My friend was in disbelief when she not only heard her friends make discriminatory and “un-Christ-like” comments but the comments her senior pastor said. When I told her I was hesitant to go to her church for reason such as I just described to you she told me it wouldn’t happen. I find my friend being a little naïve when it came to this issue. In fact many Evangelical Christians are naïve and ignorant toward mental illness. Many Evangelical Christian feel and think that we chose to have a mental illness or allowed the devil to give us one. Why would we choose to have a mental illness? I would wish a mental illness on my worst enemy.

I am not posting this blog to pass judgment on any particular person, religion or faith but to educate those who may not be aware that their comments and actions hurt and turn away potential Christians to believe what they believe or attend their church. I know some of the comments are well intended but not helpful. A great deal of the comments I receive today in regards to my scarred up arms were quite ignorant, discriminatory, judgmental and just plain ole continued the stigmatizing of mental illness.

The goal of this blog and blog entry is to educate those on mental illness. Stigma has no place anywhere especially in a place of worship. Everyone need to feel safe when they are worshiping their particular entity.

Now that I have gotten that off my chest I will call it an evening and night. Have a good rest of your Sunday evening. Peace Out!!

Thinking About Advocacy And Mental Illness

Good Afternoon! So far today has been an uneventful day. Usually on days that are uneventful I start to think about things. Well, todays thoughts are on advocacy and mental illness and how I am lacking.

I feel like I am lacking because I am not reaching as many people as I have hoped I would be. I only have 19 followers on my blog and 21 followers on my twitter. Granted I just started my twitter account not even a month ago but I was hoping that it would help increase my blog following. See, at the end of this month (November) it will mark six months since I started my blog.

As many of you know, I started this blog for three reasons.
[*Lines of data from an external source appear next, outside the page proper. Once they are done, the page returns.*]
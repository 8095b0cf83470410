//! Drives `Extractor` against a shell script standing in for yt-dlp.
//!
//! Everything runs inside one test so no other test thread forks while a
//! script is still open for writing.

#![cfg(unix)]

use std::os::unix::fs::PermissionsExt;
use std::path::{Path, PathBuf};
use tokio::sync::mpsc;
use vidgrab_core::progress::ProgressEvent;
use vidgrab_core::{deps, Config, DownloadOptions, ExtractError, Extractor};

fn write_script(dir: &Path, name: &str, body: &str) -> PathBuf {
    let path = dir.join(name);
    std::fs::write(&path, format!("#!/bin/sh\n{body}\n")).unwrap();
    let mut perms = std::fs::metadata(&path).unwrap().permissions();
    perms.set_mode(0o755);
    std::fs::set_permissions(&path, perms).unwrap();
    path
}

#[tokio::test]
async fn test_extractor_against_stub_engine() {
    let dir = tempfile::tempdir().unwrap();

    let video = write_script(
        dir.path(),
        "video",
        r#"case "$*" in
  *--version*) echo "2024.08.06" ;;
  *-J*) echo '{"id":"abc","title":"Stub Video","formats":[{"format_id":"18","ext":"mp4","resolution":"640x360"}]}' ;;
  *)
    echo "[youtube] Extracting URL"
    echo "vidgrab|downloading| 50.0%|1.00MiB/s|00:05|out/Stub Video.mp4"
    echo "vidgrab|finished|100.0%|NA|NA|out/Stub Video.mp4"
    ;;
esac"#,
    );

    let playlist = write_script(
        dir.path(),
        "playlist",
        r#"case "$*" in
  *-J*)
    echo '{"id":"PL1","title":"Mix","entries":[{"id":"a"},null,{"id":"c"}]}'
    echo "ERROR: [youtube] b: Private video" >&2
    exit 1 ;;
  *)
    echo "vidgrab|finished|100.0%|NA|NA|out/a.mp4"
    echo "ERROR: [youtube] b: Private video" >&2
    exit 1 ;;
esac"#,
    );

    let failing = write_script(
        dir.path(),
        "failing",
        r#"echo "ERROR: [youtube] zzz: Video unavailable" >&2
exit 1"#,
    );

    let garbage = write_script(dir.path(), "garbage", "echo 'not json'");

    let latin1 = write_script(
        dir.path(),
        "latin1",
        r#"printf 'vidgrab|downloading| 10.0%%|1.00MiB/s|00:01|out/caf\351.mp4\n'
printf 'WARNING: title caf\351 re-encoded\n' >&2
printf 'vidgrab|finished|100.0%%|NA|NA|out/caf\351.mp4\n'"#,
    );

    let opts = DownloadOptions {
        output_dir: dir.path().join("out"),
        ..Default::default()
    };

    // Version and info
    let extractor = Extractor::new(video.clone());
    assert_eq!(extractor.version().await.unwrap(), "2024.08.06");

    let mut config = Config::default();
    config.paths.yt_dlp = Some(video);
    config.paths.ffmpeg = Some(dir.path().join("no-ffmpeg"));
    let statuses = deps::check_all(&config).await;
    assert_eq!(statuses[0].name, "yt-dlp");
    assert_eq!(statuses[0].version.as_deref(), Some("2024.08.06"));
    assert!(statuses[0].is_ok());
    assert!(!statuses[1].is_ok());

    let info = extractor.info("https://youtu.be/abc").await.unwrap();
    assert!(!info.is_playlist());
    assert_eq!(info.display_title(), "Stub Video");
    assert_eq!(info.formats()[0].display_resolution(), "640x360");

    // Download with progress
    let (tx, mut rx) = mpsc::channel(16);
    let report = extractor
        .download("https://youtu.be/abc", &opts, tx)
        .await
        .unwrap();
    assert_eq!(report.finished, 1);
    assert!(!report.is_partial());
    assert!(opts.output_dir.is_dir());

    let mut events = Vec::new();
    while let Some(event) = rx.recv().await {
        events.push(event);
    }
    assert_eq!(events.len(), 2);
    assert!(matches!(events[0], ProgressEvent::Downloading { percent: Some(p), .. } if p == 50.0));
    assert!(matches!(events[1], ProgressEvent::Finished { .. }));

    // Playlist with a skipped entry still probes and downloads
    let extractor = Extractor::new(playlist);
    let info = extractor.probe("https://youtube.com/playlist?list=PL1", &opts).await.unwrap();
    assert!(info.is_playlist());
    assert_eq!(info.entry_count(), 3);

    let (tx, _rx) = mpsc::channel(16);
    let report = extractor
        .download("https://youtube.com/playlist?list=PL1", &opts, tx)
        .await
        .unwrap();
    assert_eq!(report.finished, 1);
    assert_eq!(report.errors, vec!["[youtube] b: Private video"]);

    // Hard failures are classified
    let extractor = Extractor::new(failing);
    let err = extractor.info("https://youtu.be/zzz").await.unwrap_err();
    assert!(matches!(err, ExtractError::Unavailable(_)));
    let (tx, _rx) = mpsc::channel(16);
    let err = extractor
        .download("https://youtu.be/zzz", &opts, tx)
        .await
        .unwrap_err();
    assert!(matches!(err, ExtractError::Unavailable(_)));

    // Output that is not UTF-8 is decoded lossily instead of aborting the download
    let extractor = Extractor::new(latin1);
    let (tx, mut rx) = mpsc::channel(16);
    let report = extractor
        .download("https://youtu.be/cafe", &opts, tx)
        .await
        .unwrap();
    assert_eq!(report.finished, 1);
    assert!(!report.is_partial());

    let mut events = Vec::new();
    while let Some(event) = rx.recv().await {
        events.push(event);
    }
    assert_eq!(events.len(), 2);
    assert!(matches!(events[0], ProgressEvent::Downloading { percent: Some(p), .. } if p == 10.0));
    assert_eq!(
        events[1],
        ProgressEvent::Finished {
            filename: Some(PathBuf::from("out/caf\u{FFFD}.mp4")),
        }
    );

    // Successful exit with unparsable output
    let extractor = Extractor::new(garbage);
    let err = extractor.info("https://youtu.be/abc").await.unwrap_err();
    assert!(matches!(err, ExtractError::InfoParse(_)));
}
The first reason is because I consider myself an advocate for those who struggle with a mental illness. That leads me to the second reason I stared this blog which is to educate those who do not have a mental illness in hopes to lessen the stigma of mental illness. Those who have a mental illness or take care of someone with a mental illness know all too well how stigma and mental illness go hand and hand. Trust me when I say stigma is part of the reason why people who struggle a mental illness don’t seek out the help of their friends and family which can lead them to not seeking out professional help. I know this because I not only have family members who struggle with mental illness but I too struggle with a mental illness. This leads to the third reason why I started this blog and this is to show those who struggle with mental illness that recovery is possible and their is hope. Recovery is not an easy process. I do know that many of my followers are people who struggle with mental illness are working on their recovery. I am grateful for them. I’m just hoping that I’m showing those followers that recovery is possible. Its trying to get people who don’t struggle with a mental illness to follow my blog. I just really want to be an advocate for those who struggle with mental illness and feel like I’m not reaching people who don’t struggle with one. I feel like my voice isn’t being heard because of this. I want to lessen the stigma of mental illness. Well, at least I know that part of my goal is being accomplished because I’m hoping that I am showing you my followers that recovery is possible and that their is hope.

Speaking of recovery and hope I need to get going because I have to go to my volunteer job at the Warm Line. I talk to people with mental illness and help them along their recovery. Everyone’s recovery looks different. Well, have a good Saturday afternoon. Peace out!!